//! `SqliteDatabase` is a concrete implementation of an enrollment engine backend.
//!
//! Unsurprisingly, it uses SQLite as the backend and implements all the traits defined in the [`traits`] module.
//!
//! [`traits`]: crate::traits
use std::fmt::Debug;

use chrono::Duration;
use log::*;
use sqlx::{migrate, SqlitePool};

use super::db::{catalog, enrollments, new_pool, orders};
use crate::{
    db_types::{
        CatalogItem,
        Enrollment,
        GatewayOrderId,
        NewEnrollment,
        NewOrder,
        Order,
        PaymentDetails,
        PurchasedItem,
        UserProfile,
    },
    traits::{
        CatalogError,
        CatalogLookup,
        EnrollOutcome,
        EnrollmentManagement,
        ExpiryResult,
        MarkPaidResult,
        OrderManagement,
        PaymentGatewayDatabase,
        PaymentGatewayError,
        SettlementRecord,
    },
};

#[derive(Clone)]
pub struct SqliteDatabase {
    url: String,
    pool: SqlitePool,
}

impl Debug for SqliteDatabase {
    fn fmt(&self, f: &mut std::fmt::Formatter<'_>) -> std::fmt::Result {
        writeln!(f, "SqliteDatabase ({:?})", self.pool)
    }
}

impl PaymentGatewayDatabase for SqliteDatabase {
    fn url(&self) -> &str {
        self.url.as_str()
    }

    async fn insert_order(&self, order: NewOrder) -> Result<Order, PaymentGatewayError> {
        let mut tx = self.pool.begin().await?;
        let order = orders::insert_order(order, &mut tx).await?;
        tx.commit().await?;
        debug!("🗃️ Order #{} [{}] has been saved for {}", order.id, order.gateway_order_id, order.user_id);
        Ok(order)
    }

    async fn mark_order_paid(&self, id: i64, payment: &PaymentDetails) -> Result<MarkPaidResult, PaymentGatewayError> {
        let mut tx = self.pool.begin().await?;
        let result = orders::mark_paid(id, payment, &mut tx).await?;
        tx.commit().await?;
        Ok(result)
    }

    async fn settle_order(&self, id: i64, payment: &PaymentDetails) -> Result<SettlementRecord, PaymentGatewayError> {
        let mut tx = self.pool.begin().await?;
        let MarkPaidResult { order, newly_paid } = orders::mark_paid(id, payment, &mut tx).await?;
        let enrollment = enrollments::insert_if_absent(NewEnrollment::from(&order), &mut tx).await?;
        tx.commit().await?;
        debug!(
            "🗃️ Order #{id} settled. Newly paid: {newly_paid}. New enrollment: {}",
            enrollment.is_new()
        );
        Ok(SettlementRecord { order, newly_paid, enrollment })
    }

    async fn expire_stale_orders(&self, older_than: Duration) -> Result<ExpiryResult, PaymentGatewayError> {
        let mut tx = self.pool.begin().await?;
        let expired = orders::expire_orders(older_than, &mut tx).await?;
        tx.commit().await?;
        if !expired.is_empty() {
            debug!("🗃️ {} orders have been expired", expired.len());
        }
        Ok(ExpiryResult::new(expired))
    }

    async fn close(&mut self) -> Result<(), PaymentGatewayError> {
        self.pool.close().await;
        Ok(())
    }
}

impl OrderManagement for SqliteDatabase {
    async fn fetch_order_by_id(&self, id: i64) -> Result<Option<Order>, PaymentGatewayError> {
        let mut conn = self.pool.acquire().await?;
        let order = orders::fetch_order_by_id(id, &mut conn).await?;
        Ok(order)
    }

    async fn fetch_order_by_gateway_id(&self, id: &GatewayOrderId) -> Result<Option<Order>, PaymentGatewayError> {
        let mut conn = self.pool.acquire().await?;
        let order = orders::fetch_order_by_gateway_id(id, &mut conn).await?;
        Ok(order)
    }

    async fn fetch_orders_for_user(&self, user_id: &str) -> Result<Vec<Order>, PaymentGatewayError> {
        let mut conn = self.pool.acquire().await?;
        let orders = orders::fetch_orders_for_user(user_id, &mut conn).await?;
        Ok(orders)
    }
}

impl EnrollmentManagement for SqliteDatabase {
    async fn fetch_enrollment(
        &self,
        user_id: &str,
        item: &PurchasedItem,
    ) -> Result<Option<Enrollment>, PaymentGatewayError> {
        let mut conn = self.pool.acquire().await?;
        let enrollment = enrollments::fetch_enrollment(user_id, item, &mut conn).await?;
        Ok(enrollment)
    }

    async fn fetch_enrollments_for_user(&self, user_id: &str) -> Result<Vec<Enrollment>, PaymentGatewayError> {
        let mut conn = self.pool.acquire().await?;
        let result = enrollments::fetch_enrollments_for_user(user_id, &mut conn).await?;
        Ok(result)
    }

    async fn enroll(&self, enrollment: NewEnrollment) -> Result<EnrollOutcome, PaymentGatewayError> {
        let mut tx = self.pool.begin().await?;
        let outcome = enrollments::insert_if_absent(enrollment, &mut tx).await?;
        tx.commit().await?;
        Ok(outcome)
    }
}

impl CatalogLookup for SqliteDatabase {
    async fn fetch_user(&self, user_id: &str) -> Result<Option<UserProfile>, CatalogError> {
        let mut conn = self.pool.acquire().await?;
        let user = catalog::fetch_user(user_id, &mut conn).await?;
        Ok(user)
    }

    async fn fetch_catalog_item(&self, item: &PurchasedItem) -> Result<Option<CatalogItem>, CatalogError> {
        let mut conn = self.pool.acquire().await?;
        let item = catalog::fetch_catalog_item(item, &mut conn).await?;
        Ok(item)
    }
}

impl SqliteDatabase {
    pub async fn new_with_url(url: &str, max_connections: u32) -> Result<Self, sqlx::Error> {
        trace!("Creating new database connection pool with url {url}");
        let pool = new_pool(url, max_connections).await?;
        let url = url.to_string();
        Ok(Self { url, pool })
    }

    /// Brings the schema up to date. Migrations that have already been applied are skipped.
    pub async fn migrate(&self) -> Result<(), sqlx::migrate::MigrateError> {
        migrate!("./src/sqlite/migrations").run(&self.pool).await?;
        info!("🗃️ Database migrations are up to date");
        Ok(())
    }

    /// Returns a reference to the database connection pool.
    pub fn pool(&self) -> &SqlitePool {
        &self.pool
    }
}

☆ ☆ ☆ ☆

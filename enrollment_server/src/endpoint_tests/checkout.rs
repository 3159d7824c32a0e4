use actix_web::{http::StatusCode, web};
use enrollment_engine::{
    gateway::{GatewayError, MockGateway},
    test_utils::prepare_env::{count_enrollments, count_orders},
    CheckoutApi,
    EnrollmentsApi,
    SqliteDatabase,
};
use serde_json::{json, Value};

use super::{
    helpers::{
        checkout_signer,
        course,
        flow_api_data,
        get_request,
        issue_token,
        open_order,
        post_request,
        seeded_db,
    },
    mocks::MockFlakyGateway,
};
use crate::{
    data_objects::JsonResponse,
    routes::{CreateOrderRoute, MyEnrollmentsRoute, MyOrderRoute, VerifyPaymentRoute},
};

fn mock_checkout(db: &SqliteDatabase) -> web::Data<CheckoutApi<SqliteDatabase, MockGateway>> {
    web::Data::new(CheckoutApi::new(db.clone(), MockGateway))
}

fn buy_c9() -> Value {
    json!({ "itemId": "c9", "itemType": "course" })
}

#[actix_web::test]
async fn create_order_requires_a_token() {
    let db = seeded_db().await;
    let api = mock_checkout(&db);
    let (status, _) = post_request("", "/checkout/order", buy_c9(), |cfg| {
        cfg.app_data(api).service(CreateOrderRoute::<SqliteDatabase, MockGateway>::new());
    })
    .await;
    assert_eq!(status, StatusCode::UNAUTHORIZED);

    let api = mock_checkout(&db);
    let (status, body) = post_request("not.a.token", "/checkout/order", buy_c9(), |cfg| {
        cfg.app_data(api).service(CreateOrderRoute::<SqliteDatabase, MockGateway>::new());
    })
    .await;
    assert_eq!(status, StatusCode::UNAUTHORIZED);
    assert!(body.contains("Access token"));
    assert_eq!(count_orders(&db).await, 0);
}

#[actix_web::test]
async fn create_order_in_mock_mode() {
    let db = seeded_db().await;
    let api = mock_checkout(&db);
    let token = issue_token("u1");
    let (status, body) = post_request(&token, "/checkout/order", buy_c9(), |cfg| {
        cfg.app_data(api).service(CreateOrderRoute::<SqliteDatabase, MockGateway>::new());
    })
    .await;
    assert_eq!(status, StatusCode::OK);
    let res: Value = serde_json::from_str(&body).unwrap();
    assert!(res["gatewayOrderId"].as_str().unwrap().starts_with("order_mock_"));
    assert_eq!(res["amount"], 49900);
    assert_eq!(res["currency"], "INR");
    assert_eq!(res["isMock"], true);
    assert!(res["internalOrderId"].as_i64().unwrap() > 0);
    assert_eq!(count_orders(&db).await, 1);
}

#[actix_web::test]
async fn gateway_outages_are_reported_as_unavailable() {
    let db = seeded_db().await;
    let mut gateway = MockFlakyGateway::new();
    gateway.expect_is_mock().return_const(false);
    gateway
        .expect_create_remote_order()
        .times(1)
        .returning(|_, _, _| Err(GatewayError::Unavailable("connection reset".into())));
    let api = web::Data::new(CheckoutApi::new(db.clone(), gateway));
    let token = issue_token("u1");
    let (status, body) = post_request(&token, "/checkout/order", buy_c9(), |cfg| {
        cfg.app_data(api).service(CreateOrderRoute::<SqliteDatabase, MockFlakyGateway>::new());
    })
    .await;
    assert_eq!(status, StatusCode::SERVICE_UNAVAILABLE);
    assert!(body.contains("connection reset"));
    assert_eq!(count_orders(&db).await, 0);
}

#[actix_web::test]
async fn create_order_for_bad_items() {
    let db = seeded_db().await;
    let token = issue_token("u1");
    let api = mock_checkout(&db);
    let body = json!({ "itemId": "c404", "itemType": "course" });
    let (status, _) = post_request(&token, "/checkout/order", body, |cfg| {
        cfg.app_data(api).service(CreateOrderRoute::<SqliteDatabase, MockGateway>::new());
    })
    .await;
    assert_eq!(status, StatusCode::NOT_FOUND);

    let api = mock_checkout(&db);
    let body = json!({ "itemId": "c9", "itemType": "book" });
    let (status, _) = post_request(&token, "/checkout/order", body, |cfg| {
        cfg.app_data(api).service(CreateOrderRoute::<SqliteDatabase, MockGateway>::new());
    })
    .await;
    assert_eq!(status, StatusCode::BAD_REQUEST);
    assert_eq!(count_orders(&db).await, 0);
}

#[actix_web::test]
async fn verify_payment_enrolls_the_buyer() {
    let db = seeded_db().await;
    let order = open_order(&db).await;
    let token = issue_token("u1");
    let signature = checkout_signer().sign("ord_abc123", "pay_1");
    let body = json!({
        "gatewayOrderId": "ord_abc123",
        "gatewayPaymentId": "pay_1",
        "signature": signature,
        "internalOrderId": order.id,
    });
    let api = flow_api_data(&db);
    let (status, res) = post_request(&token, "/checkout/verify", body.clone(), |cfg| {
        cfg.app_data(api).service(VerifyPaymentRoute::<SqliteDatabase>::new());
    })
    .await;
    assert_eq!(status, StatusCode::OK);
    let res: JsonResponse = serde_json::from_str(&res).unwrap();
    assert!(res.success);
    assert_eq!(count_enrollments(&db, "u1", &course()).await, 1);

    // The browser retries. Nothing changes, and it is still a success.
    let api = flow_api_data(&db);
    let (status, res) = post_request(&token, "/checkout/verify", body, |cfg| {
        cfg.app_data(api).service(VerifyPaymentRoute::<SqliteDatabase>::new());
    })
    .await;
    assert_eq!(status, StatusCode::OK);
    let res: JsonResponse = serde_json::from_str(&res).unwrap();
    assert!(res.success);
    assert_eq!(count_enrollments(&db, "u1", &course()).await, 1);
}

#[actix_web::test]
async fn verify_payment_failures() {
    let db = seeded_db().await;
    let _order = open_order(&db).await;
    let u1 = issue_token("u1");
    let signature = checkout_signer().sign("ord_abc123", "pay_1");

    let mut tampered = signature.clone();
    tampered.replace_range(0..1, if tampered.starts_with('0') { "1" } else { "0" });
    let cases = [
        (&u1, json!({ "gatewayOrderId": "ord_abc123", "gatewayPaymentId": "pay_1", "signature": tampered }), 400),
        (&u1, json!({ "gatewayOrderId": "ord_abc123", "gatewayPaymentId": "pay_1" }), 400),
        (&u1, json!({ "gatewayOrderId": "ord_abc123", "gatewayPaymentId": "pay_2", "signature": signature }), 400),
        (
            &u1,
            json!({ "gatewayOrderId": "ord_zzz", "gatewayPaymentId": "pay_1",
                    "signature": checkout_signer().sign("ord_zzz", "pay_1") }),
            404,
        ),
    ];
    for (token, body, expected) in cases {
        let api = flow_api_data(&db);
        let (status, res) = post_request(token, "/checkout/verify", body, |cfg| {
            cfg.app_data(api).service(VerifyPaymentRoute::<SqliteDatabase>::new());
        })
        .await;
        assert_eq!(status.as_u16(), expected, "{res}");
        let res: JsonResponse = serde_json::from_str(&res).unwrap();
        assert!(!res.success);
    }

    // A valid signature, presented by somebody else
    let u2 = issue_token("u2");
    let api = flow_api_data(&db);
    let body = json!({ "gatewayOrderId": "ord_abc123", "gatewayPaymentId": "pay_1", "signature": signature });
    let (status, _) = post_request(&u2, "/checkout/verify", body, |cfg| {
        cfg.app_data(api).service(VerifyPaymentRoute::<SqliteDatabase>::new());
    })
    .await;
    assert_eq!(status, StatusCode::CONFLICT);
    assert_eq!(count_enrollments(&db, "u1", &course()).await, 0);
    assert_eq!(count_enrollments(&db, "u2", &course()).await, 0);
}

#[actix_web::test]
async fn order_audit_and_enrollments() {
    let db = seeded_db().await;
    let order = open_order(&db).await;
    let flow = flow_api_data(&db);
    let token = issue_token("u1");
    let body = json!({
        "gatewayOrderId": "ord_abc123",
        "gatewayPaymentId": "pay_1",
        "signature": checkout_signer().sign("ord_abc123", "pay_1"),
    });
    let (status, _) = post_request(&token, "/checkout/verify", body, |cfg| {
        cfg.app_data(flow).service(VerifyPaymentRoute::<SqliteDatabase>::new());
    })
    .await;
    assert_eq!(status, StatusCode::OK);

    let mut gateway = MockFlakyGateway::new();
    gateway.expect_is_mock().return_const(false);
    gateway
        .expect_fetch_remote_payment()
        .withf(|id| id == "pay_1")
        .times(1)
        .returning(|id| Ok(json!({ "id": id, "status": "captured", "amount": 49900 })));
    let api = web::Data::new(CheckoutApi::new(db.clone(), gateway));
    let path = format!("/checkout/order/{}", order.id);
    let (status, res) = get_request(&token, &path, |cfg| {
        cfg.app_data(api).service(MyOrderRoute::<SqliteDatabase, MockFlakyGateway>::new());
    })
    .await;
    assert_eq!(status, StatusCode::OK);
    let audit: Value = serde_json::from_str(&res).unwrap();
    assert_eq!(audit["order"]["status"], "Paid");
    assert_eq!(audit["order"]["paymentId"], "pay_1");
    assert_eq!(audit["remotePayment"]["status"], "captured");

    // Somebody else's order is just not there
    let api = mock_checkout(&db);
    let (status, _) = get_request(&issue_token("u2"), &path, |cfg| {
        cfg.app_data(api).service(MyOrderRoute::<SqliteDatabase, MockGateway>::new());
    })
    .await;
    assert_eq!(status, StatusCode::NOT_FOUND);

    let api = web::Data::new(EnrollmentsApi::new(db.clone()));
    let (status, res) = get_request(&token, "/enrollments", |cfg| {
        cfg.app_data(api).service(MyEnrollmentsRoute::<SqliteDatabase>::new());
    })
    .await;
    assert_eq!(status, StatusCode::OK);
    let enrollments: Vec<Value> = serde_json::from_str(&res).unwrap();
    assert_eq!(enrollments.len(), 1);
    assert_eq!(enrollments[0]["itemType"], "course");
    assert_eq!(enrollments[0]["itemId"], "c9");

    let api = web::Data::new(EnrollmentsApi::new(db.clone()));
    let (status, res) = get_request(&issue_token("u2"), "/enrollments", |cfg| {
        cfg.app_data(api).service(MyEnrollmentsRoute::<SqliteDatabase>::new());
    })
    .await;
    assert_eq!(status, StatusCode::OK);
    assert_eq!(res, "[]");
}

☆ ☆ ☆ ☆

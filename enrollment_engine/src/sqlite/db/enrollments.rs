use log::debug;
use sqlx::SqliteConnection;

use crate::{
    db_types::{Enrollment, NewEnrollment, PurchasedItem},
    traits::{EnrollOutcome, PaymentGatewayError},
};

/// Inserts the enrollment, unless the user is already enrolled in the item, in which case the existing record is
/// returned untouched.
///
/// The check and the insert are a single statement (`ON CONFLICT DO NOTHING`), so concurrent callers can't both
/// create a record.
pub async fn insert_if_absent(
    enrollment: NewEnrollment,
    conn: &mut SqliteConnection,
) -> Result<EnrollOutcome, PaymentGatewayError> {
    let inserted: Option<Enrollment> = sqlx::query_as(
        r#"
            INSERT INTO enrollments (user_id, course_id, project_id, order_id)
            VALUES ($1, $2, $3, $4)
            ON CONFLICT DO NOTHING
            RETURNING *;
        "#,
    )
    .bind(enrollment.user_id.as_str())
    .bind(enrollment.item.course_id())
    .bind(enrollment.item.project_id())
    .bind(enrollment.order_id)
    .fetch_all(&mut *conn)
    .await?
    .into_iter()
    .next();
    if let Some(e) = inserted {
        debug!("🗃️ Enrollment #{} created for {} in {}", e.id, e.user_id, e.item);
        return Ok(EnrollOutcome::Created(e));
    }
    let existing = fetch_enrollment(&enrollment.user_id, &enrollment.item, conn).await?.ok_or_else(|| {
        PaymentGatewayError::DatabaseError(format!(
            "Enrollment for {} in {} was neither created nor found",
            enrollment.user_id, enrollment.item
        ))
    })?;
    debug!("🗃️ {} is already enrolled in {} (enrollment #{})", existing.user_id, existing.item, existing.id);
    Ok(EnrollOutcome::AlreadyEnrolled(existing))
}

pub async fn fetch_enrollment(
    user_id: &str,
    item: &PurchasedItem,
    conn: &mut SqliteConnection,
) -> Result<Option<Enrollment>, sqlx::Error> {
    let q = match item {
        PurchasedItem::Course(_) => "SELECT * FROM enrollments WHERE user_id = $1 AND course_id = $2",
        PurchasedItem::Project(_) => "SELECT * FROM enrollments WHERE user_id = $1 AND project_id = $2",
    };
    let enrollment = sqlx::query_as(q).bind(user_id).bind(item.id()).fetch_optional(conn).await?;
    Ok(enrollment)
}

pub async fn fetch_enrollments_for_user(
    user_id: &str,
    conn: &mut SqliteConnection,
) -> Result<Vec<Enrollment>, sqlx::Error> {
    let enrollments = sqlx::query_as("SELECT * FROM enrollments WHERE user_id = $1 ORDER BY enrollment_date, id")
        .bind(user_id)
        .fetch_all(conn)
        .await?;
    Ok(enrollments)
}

☆ ☆ ☆ ☆

Look through the data above and return each line where the string "UserProfile" occurs.

        UserProfile,
    async fn fetch_user(&self, user_id: &str) -> Result<Option<UserProfile>, CatalogError> {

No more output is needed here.